Gwyneth Paltrow’s goop, a wellness brand that has recently come under fire for advertising almost-certainly pseudoscientific “lifestyle” products like $66 jade eggs for women to insert into their vaginas to strengthen their pelvic floors, put up three notes in their defence: two by doctors and one by ‘Team goop’. The ‘Team goop’ note was the usual defence of pseudoscience that we’re all familiar with: that they’re keeping an open mind and seeking autonomous control over their bodies while remaining blissfully deaf to how this diverts the limited resources of many misinformed people who are desperately seeking solutions to health problems away from legitimate, and more reliable, solutions as well as to the capitalist overtones of their beliefs, an irony given Paltrow & co. insist the alternating modes they’re parroting are “Eastern traditions”.
Some of the coverage that goop receives suggests that women are lemmings, ready to jump off a cliff whenever one of our doctors discusses checking for EBV, or Candida, or low levels of vitamin D—or, heaven forbid, take a walk barefoot. As women, we chafe at the idea that we are not intelligent enough to read something and take what serves us, and leave what does not. We simply want information; we want autonomy over our health. That’s why we do unfiltered Q&As, so you can hear directly from doctors; we see no reason to interpret or influence what they’re saying, to tell you what to think.
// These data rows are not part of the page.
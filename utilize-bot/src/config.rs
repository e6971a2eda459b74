use std::env;

use anyhow::{Context as _, bail};

/// Runtime settings read from the environment (and `.env`).
#[derive(Debug, Clone, PartialEq, Eq)]
pub struct Config {
    pub token: String,
    pub error_webhook_url: Option<String>,
    pub crash_hidden: bool,
    pub crash_include_stack: bool,
}

impl Config {
    pub fn from_env() -> anyhow::Result<Self> {
        Self::from_lookup(|key| env::var(key).ok())
    }

    fn from_lookup(lookup: impl Fn(&str) -> Option<String>) -> anyhow::Result<Self> {
        let token = lookup("DISCORD_TOKEN")
            .filter(|token| !token.trim().is_empty())
            .context("DISCORD_TOKEN must be set")?;

        let error_webhook_url = lookup("ERROR_WEBHOOK_URL").filter(|url| !url.trim().is_empty());

        Ok(Self {
            token,
            error_webhook_url,
            crash_hidden: flag(&lookup, "CRASH_HIDDEN")?,
            crash_include_stack: flag(&lookup, "CRASH_INCLUDE_STACK")?,
        })
    }
}

fn flag(lookup: &impl Fn(&str) -> Option<String>, key: &str) -> anyhow::Result<bool> {
    let Some(raw) = lookup(key) else {
        return Ok(false);
    };

    match raw.trim().to_ascii_lowercase().as_str() {
        "" | "0" | "false" | "no" | "off" => Ok(false),
        "1" | "true" | "yes" | "on" => Ok(true),
        other => bail!("{key} must be a boolean, got `{other}`"),
    }
}
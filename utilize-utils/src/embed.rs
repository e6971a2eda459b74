use std::{fmt, str::FromStr};

use twilight_model::{
    id::{Id, marker::UserMarker},
    user::CurrentUser,
    util::ImageHash,
};
use twilight_util::builder::embed::EmbedBuilder;

use utilize_core::{UtilizeError, UtilizeResult};

use crate::color::{ImageFetcher, accent_color_or_white};

/// Color of [`EmbedStyle::Success`] embeds.
pub const SUCCESS_COLOR: u32 = 0x57_F2_87;
/// Color of [`EmbedStyle::Error`] embeds.
pub const ERROR_COLOR: u32 = 0xED_42_45;

/// Visual intent of an embed.
#[derive(Clone, Copy, Debug, Default, Eq, PartialEq)]
pub enum EmbedStyle {
    Success,
    Error,
    #[default]
    Default,
}

impl EmbedStyle {
    pub fn as_str(self) -> &'static str {
        match self {
            Self::Success => "success",
            Self::Error => "error",
            Self::Default => "default",
        }
    }
}

impl fmt::Display for EmbedStyle {
    fn fmt(&self, f: &mut fmt::Formatter<'_>) -> fmt::Result {
        f.write_str(self.as_str())
    }
}

impl FromStr for EmbedStyle {
    type Err = UtilizeError;

    fn from_str(raw: &str) -> Result<Self, Self::Err> {
        match raw.trim().to_ascii_lowercase().as_str() {
            "success" => Ok(Self::Success),
            "error" => Ok(Self::Error),
            "default" => Ok(Self::Default),
            other => Err(UtilizeError::invalid(format!("unknown embed style `{other}`"))),
        }
    }
}

/// Language of the fixed embed titles.
#[derive(Clone, Copy, Debug, Default, Eq, PartialEq)]
pub enum EmbedLocale {
    #[default]
    Turkish,
    English,
}

impl EmbedLocale {
    pub fn code(self) -> &'static str {
        match self {
            Self::Turkish => "tr",
            Self::English => "en",
        }
    }

    fn titles(self) -> LocaleTitles {
        match self {
            Self::Turkish => LocaleTitles {
                success: "Başarılı",
                error: "Hata",
                fallback: "Bilgi",
            },
            Self::English => LocaleTitles {
                success: "Success",
                error: "Error",
                fallback: "Info",
            },
        }
    }
}

impl fmt::Display for EmbedLocale {
    fn fmt(&self, f: &mut fmt::Formatter<'_>) -> fmt::Result {
        f.write_str(self.code())
    }
}

impl FromStr for EmbedLocale {
    type Err = UtilizeError;

    fn from_str(raw: &str) -> Result<Self, Self::Err> {
        match raw.trim().to_ascii_lowercase().as_str() {
            "tr" => Ok(Self::Turkish),
            "en" => Ok(Self::English),
            other => Err(UtilizeError::invalid(format!(
                "unknown embed locale `{other}`"
            ))),
        }
    }
}

struct LocaleTitles {
    success: &'static str,
    error: &'static str,
    fallback: &'static str,
}

/// The bot user an embed is branded with.
#[derive(Clone, Debug, Eq, PartialEq)]
pub struct BotIdentity {
    pub display_name: Option<String>,
    pub avatar_url: String,
}

impl BotIdentity {
    pub fn new(
        user_id: Id<UserMarker>,
        display_name: Option<String>,
        avatar: Option<ImageHash>,
    ) -> Self {
        Self {
            display_name: display_name.filter(|name| !name.trim().is_empty()),
            avatar_url: avatar_url(user_id, avatar),
        }
    }

    pub fn from_current_user(user: &CurrentUser) -> Self {
        let display_name = user
            .global_name
            .clone()
            .unwrap_or_else(|| user.name.clone());
        Self::new(user.id, Some(display_name), user.avatar)
    }
}

/// CDN URL of a user's avatar, or of the default avatar when none is set.
pub fn avatar_url(user_id: Id<UserMarker>, avatar: Option<ImageHash>) -> String {
    match avatar {
        Some(avatar) => format!(
            "https://cdn.discordapp.com/avatars/{}/{}.png?size=128",
            user_id.get(),
            avatar
        ),
        None => {
            let default_avatar_index = (user_id.get() >> 22) % 6;
            format!(
                "https://cdn.discordapp.com/embed/avatars/{}.png",
                default_avatar_index
            )
        }
    }
}

/// Title used for a style in a locale.
pub fn embed_title(identity: &BotIdentity, style: EmbedStyle, locale: EmbedLocale) -> String {
    let titles = locale.titles();
    match style {
        EmbedStyle::Success => titles.success.to_owned(),
        EmbedStyle::Error => titles.error.to_owned(),
        EmbedStyle::Default => identity
            .display_name
            .clone()
            .unwrap_or_else(|| titles.fallback.to_owned()),
    }
}

/// Build a titled, colored embed for the given style and locale.
///
/// Only [`EmbedStyle::Default`] touches the network: it samples the avatar
/// accent color and falls back to white when that fails.
pub async fn build_embed(
    identity: Option<&BotIdentity>,
    style: EmbedStyle,
    locale: EmbedLocale,
    fetcher: &dyn ImageFetcher,
) -> UtilizeResult<EmbedBuilder> {
    let identity =
        identity.ok_or_else(|| UtilizeError::invalid("bot identity is required for embeds"))?;

    let color = match style {
        EmbedStyle::Success => SUCCESS_COLOR,
        EmbedStyle::Error => ERROR_COLOR,
        EmbedStyle::Default => accent_color_or_white(fetcher, &identity.avatar_url).await,
    };

    Ok(EmbedBuilder::new()
        .title(embed_title(identity, style, locale))
        .color(color))
}
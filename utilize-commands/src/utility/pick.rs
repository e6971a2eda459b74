use twilight_model::gateway::payload::incoming::MessageCreate;

use crate::CommandMeta;
use crate::utility::usage_message;
use utilize_core::Context;
use utilize_utils::array::random_element;

pub const META: CommandMeta = CommandMeta {
    name: "pick",
    desc: "Picks one of the given items at random.",
    category: "utility",
    usage: "!pick <items...>",
};

pub async fn run(ctx: Context, msg: Box<MessageCreate>, args: &[&str]) -> anyhow::Result<()> {
    let out = match random_element(args) {
        Some(item) => format!("I pick **{item}**."),
        None => usage_message(&META),
    };

    ctx.http.create_message(msg.channel_id).content(&out).await?;

    Ok(())
}
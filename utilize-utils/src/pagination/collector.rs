//! Per-message collection of component interactions.

use std::time::Duration;

use async_trait::async_trait;
use tokio::sync::mpsc;
use tracing::debug;
use twilight_model::{
    application::interaction::InteractionData,
    gateway::payload::incoming::InteractionCreate,
    id::{Id, marker::MessageMarker},
};

use utilize_core::{ComponentHub, EventSource};

/// Component clicks on one message, ending after a period without clicks.
///
/// The hub route is removed when the collector times out or is dropped.
pub struct ComponentCollector {
    hub: ComponentHub,
    message_id: Id<MessageMarker>,
    rx: mpsc::Receiver<Box<InteractionCreate>>,
    idle_timeout: Duration,
}

impl ComponentCollector {
    /// Start collecting clicks for `message_id` from `hub`.
    pub async fn subscribe(
        hub: &ComponentHub,
        message_id: Id<MessageMarker>,
        idle_timeout: Duration,
    ) -> Self {
        let rx = hub.subscribe(message_id).await;
        Self {
            hub: hub.clone(),
            message_id,
            rx,
            idle_timeout,
        }
    }

    pub fn message_id(&self) -> Id<MessageMarker> {
        self.message_id
    }
}

#[async_trait]
impl EventSource<Box<InteractionCreate>> for ComponentCollector {
    async fn next_event(&mut self) -> Option<Box<InteractionCreate>> {
        match tokio::time::timeout(self.idle_timeout, self.rx.recv()).await {
            Ok(event) => event,
            Err(_) => {
                debug!(
                    message_id = self.message_id.get(),
                    "component collector idle, closing"
                );
                self.rx.close();
                self.hub.remove_closed(&self.message_id).await;
                None
            }
        }
    }
}

impl Drop for ComponentCollector {
    fn drop(&mut self) {
        self.rx.close();
        self.hub.try_remove_closed(&self.message_id);
    }
}

/// Message a component interaction was triggered on.
pub fn component_message_id(interaction: &InteractionCreate) -> Option<Id<MessageMarker>> {
    match interaction.data.as_ref()? {
        InteractionData::MessageComponent(_) => interaction.message.as_ref().map(|m| m.id),
        _ => None,
    }
}

/// Hand a component interaction to the collector of its message.
///
/// Gives the interaction back when no collector is listening.
pub async fn route_component(
    hub: &ComponentHub,
    interaction: Box<InteractionCreate>,
) -> Result<(), Box<InteractionCreate>> {
    let Some(message_id) = component_message_id(&interaction) else {
        return Err(interaction);
    };

    hub.dispatch(&message_id, interaction).await
}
And speaking of doctors, we are drawn to physicians who are interested in both Western and Eastern modalities and incorporate the best from both, as they generally believe that while traditional medicine can be really good at saving lives, functional medicine is more adept at tackling issues that are chronic. These are the doctors we regularly feature on goop: doctors who publish in peer-reviewed journals; doctors who trained at the best institutions; doctors who are repeatedly at the forefront of medicine; doctors who persistently and aggressively maintain an open mind. The thing about science and medicine is that it evolves all the time. Studies and beliefs that we held sacred even in the last decade have since been proven to be unequivocally false, and sometimes even harmful. Meanwhile, other advances in science and medicine continue to change and save lives. It is not a perfect system; it is a human system.
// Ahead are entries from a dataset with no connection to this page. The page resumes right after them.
//! Feeding process-level errors into the forwarder.

use std::{backtrace::Backtrace, error::Error, future::Future, panic::PanicHookInfo, sync::Arc};

use tokio::{sync::mpsc, task::JoinHandle};

use super::{
    console::{Console, TracingConsole},
    event::{ErrorEvent, ErrorKind},
};

/// Cloneable emitter of [`ErrorEvent`]s.
#[derive(Debug, Clone)]
pub struct ErrorReporter {
    tx: mpsc::UnboundedSender<ErrorEvent>,
}

impl ErrorReporter {
    /// Create a reporter and the receiving end to hand to the forwarder.
    pub fn channel() -> (Self, mpsc::UnboundedReceiver<ErrorEvent>) {
        let (tx, rx) = mpsc::unbounded_channel();
        (Self { tx }, rx)
    }

    /// Returns `false` once the receiving side is gone.
    pub fn report(&self, event: ErrorEvent) -> bool {
        self.tx.send(event).is_ok()
    }

    pub fn uncaught(&self, message: impl Into<String>, trace: Option<String>) -> bool {
        let event = ErrorEvent::new(ErrorKind::UncaughtException, message);
        self.report(match trace {
            Some(trace) => event.with_trace(trace),
            None => event,
        })
    }

    pub fn rejection(&self, error: &anyhow::Error) -> bool {
        self.report(ErrorEvent::from_anyhow(ErrorKind::UnhandledRejection, error))
    }

    pub fn client_error(&self, error: &(dyn Error + 'static)) -> bool {
        self.report(ErrorEvent::from_error(ErrorKind::ClientError, error))
    }

    /// Spawn a fallible task whose `Err` is reported as an unhandled rejection.
    ///
    /// Must be called inside a tokio runtime, like [`tokio::spawn`].
    pub fn spawn<F>(&self, future: F) -> JoinHandle<()>
    where
        F: Future<Output = anyhow::Result<()>> + Send + 'static,
    {
        let reporter = self.clone();
        tokio::spawn(async move {
            if let Err(error) = future.await {
                reporter.rejection(&error);
            }
        })
    }
}

/// How the panic hook treats the console.
#[derive(Clone)]
pub struct PanicHookOptions {
    pub hidden: bool,
    pub include_stack: bool,
    pub console: Arc<dyn Console>,
}

impl Default for PanicHookOptions {
    fn default() -> Self {
        Self {
            hidden: false,
            include_stack: false,
            console: Arc::new(TracingConsole),
        }
    }
}

/// Replace the default panic printer with one that reports through `reporter`.
///
/// Unless `hidden`, the console line is written inside the hook, before the
/// panic unwinds any further. Webhook delivery happens later on the forwarder
/// task, so it is best effort for panics that end the process.
pub fn install_panic_hook(reporter: ErrorReporter, options: PanicHookOptions) {
    std::panic::set_hook(Box::new(move |info| {
        let trace = Backtrace::force_capture().to_string();
        let event =
            ErrorEvent::new(ErrorKind::UncaughtException, panic_message(info)).with_trace(trace);

        let event = if options.hidden {
            event
        } else {
            options
                .console
                .error(&event.console_text(options.include_stack));
            event.mark_console_written()
        };

        reporter.report(event);
    }));
}

fn panic_message(info: &PanicHookInfo<'_>) -> String {
    let payload = info.payload();
    let text = payload
        .downcast_ref::<&str>()
        .copied()
        .or_else(|| payload.downcast_ref::<String>().map(String::as_str))
        .unwrap_or("Box<dyn Any>");

    match info.location() {
        Some(location) => format!("{text} at {location}"),
        None => text.to_owned(),
    }
}

#[cfg(test)]
mod tests {
    use super::*;

    #[tokio::test]
    async fn failed_tasks_are_reported_as_rejections() {
        let (reporter, mut rx) = ErrorReporter::channel();

        reporter
            .spawn(async { Err(anyhow::anyhow!("lost connection")) })
            .await
            .unwrap();
        reporter.spawn(async { Ok(()) }).await.unwrap();
        drop(reporter);

        let event = rx.recv().await.unwrap();
        assert_eq!(event.kind, ErrorKind::UnhandledRejection);
        assert_eq!(event.message, "lost connection");
        assert!(rx.recv().await.is_none());
    }

    #[test]
    fn report_fails_once_the_receiver_is_dropped() {
        let (reporter, rx) = ErrorReporter::channel();
        assert!(reporter.uncaught("first", None));
        drop(rx);
        assert!(!reporter.uncaught("second", None));
    }

    #[test]
    fn client_errors_carry_the_discord_label() {
        let (reporter, mut rx) = ErrorReporter::channel();
        reporter.client_error(&std::io::Error::other("gateway closed"));

        let event = rx.try_recv().unwrap();
        assert_eq!(event.webhook_content(), "Discord Error: gateway closed");
    }
}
(The part in bold – not sure where that dichotomy comes from.)
In fact, the jade eggs are less problematic than goop’s other misdemeanours, such as advertising “healing stickers” that goop said was backed by NASA tech – and which NASA called BS on. It’s bad enough that an org with goop’s clout and money is going to market snake oil but it’s worse if it’s going to bill itself as a marketplace for all snake-oil vendors. Anyway, goop’s principal target in their tirade was Jen Gunter, an articulate doctor with a blog, a peculiar choice given the brand and Paltrow have both come under worse fire by major news outlets with millions of social media followers. Good job picking on the small people. And late last evening (or early this morning IST), Gunter published the post everyone was waiting for:
Regarding Aviva Room [doctor #2] I have frankly never heard of her, but she appears to be a vaccine skeptic so there’s that. Dr. Steven Gundry [doctor #1], however, is a special kind of patriarchal prick. I have devoted one sentence in my writing career to his pet project lectins and somehow this earned me a proper mansplaining about both potty mouth and evidence based medicine. Dr. Gundry even wants me to know he is pals with Dr. Oz (that is where I burst out laughing on the train), yes, he brags about being associated with the same Dr. Oz who was scolded by a Senate panel for abusing his national platform to push snake oil. …
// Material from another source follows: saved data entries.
//! Message component helpers.

use twilight_model::channel::message::component::Component;

/// Return `components` with every button and select menu disabled.
///
/// Action rows are walked recursively; other component kinds are kept as-is.
pub fn disable_components(components: &[Component]) -> Vec<Component> {
    components.iter().cloned().map(disable_component).collect()
}

fn disable_component(component: Component) -> Component {
    match component {
        Component::ActionRow(mut row) => {
            row.components = disable_components(&row.components);
            Component::ActionRow(row)
        }
        Component::Button(mut button) => {
            button.disabled = true;
            Component::Button(button)
        }
        Component::SelectMenu(mut menu) => {
            menu.disabled = true;
            Component::SelectMenu(menu)
        }
        other => other,
    }
}
use twilight_model::gateway::payload::incoming::MessageCreate;

use crate::CommandMeta;
use crate::utility::usage_message;
use utilize_core::Context;
use utilize_utils::array::{dedupe, list_join_default, trim_default};

pub const META: CommandMeta = CommandMeta {
    name: "list",
    desc: "Joins the given items into a readable list.",
    category: "utility",
    usage: "!list <items...>",
};

/// Deduplicate, cap and join items as prose.
pub fn render_list(items: &[&str]) -> String {
    let unique = dedupe(items);
    list_join_default(&trim_default(&unique))
}

pub async fn run(ctx: Context, msg: Box<MessageCreate>, args: &[&str]) -> anyhow::Result<()> {
    let out = if args.is_empty() {
        usage_message(&META)
    } else {
        render_list(args)
    };

    ctx.http.create_message(msg.channel_id).content(&out).await?;

    Ok(())
}
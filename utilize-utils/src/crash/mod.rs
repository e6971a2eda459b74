//! Error forwarding: intercepted errors go to the console and, optionally, a webhook.
//!
//! ```ignore
//! let (reporter, process_events) = ErrorReporter::channel();
//! let forwarder = ErrorForwarder::new(ForwarderOptions::default());
//! forwarder.install_panic_hook(reporter.clone());
//! forwarder.with_process_events(process_events).init()?;
//! ```

mod console;
mod event;
mod reporter;
mod sink;

use std::sync::Arc;

use tokio::{runtime::Handle, task::JoinHandle};
use tracing::debug;

use utilize_core::{EventSource, UtilizeError, UtilizeResult};

pub use console::{Console, TracingConsole};
pub use event::{ErrorEvent, ErrorKind};
pub use reporter::{ErrorReporter, PanicHookOptions, install_panic_hook};
pub use sink::{
    MESSAGE_CONTENT_LIMIT, TwilightWebhook, WebhookConfig, WebhookSink, parse_webhook_url,
    truncate_content,
};

#[derive(Clone, Default)]
pub struct ForwarderOptions {
    /// Suppress all console output.
    pub hidden: bool,
    /// Print traces along with error messages.
    pub include_stack: bool,
    /// Where to relay `"{kind}: {message}"`.
    pub sink: Option<Arc<dyn WebhookSink>>,
}

type ErrorSource = Box<dyn EventSource<ErrorEvent>>;

pub struct ErrorForwarder {
    options: ForwarderOptions,
    console: Arc<dyn Console>,
    process: Option<ErrorSource>,
    client: Option<ErrorSource>,
}

impl ErrorForwarder {
    pub fn new(options: ForwarderOptions) -> Self {
        Self {
            options,
            console: Arc::new(TracingConsole),
            process: None,
            client: None,
        }
    }

    pub fn with_console(mut self, console: impl Console + 'static) -> Self {
        self.console = Arc::new(console);
        self
    }

    /// Panics and failed background tasks, usually fed by an [`ErrorReporter`].
    pub fn with_process_events(mut self, source: impl EventSource<ErrorEvent> + 'static) -> Self {
        self.process = Some(Box::new(source));
        self
    }

    /// Errors raised by the Discord client.
    pub fn with_client_events(mut self, source: impl EventSource<ErrorEvent> + 'static) -> Self {
        self.client = Some(Box::new(source));
        self
    }

    pub fn options(&self) -> &ForwarderOptions {
        &self.options
    }

    /// Install a panic hook that honours this forwarder's console settings.
    pub fn install_panic_hook(&self, reporter: ErrorReporter) {
        install_panic_hook(
            reporter,
            PanicHookOptions {
                hidden: self.options.hidden,
                include_stack: self.options.include_stack,
                console: Arc::clone(&self.console),
            },
        );
    }

    /// Start listening. The task ends once every attached source has ended.
    pub fn init(mut self) -> UtilizeResult<JoinHandle<()>> {
        let runtime = Handle::try_current().map_err(|_| {
            UtilizeError::precondition("init() must be called inside a tokio runtime")
        })?;

        if !self.options.hidden {
            self.console.info("error forwarder initialized");
        }

        Ok(runtime.spawn(async move {
            loop {
                let event = tokio::select! {
                    Some(event) = next_from(&mut self.process) => event,
                    Some(event) = next_from(&mut self.client) => event,
                    else => break,
                };

                // Webhook delivery runs detached.
                let _ = self.handle_event(&event);
            }

            debug!("error forwarder stopped");
        }))
    }

    /// Print `event` and start relaying it to the sink.
    ///
    /// Returns the delivery task when a sink is configured and a runtime is
    /// available. Delivery failures are only logged at debug level.
    pub fn handle_event(&self, event: &ErrorEvent) -> Option<JoinHandle<()>> {
        if !self.options.hidden && !event.console_written {
            self.console
                .error(&event.console_text(self.options.include_stack));
        }

        let sink = Arc::clone(self.options.sink.as_ref()?);
        let Ok(runtime) = Handle::try_current() else {
            debug!(kind = %event.kind, "no tokio runtime, skipping webhook delivery");
            return None;
        };
        let content = event.webhook_content();
        let kind = event.kind;

        Some(runtime.spawn(async move {
            if let Err(source) = sink.send(&content).await {
                debug!(?source, %kind, "failed to forward error to webhook");
            }
        }))
    }
}

async fn next_from(source: &mut Option<ErrorSource>) -> Option<ErrorEvent> {
    let event = source.as_mut()?.next_event().await;
    if event.is_none() {
        *source = None;
    }
    event
}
To GOOP I say medicine is not subjective. There are facts and biological plausibility. Of course there are unknowns, but not in the way you present it. For example it is fact that sea sponges contain dirt and are completely untested for menstruation. It is highly biologically plausible that sea sponges could have a significant risk of toxic shock syndrome as they may be more absorbent than tampons, may introduce more oxygen than tampons, and be impossible to clean in a way that removes the toxic shock syndrome toxin or even staph aureus. If you disagree with this information it doesn’t mean you have a different opinion, it means you are choosing to be uninformed or the potential risk of being uninformed matters less to you. Subjective would be preferring tampons with a plastic applicator over a cardboard one.
To use a phrase coined by Tim Caulfield, a health law and policy professor at the University of Alberta, it seems the tragedies that “science-free celebrities” perpetrate usually centre around believing that there’s more than one way to interpret what constitutes scientific evidence, taking the suspicion of Western medicine to another level while assuming it has had no successes, taking feminism to mean anything that’s pro-women while ignoring the need to empower women, and wearing the traditionalism of Eastern medicine as a cloak to hide from not being able to produce scientific evidence.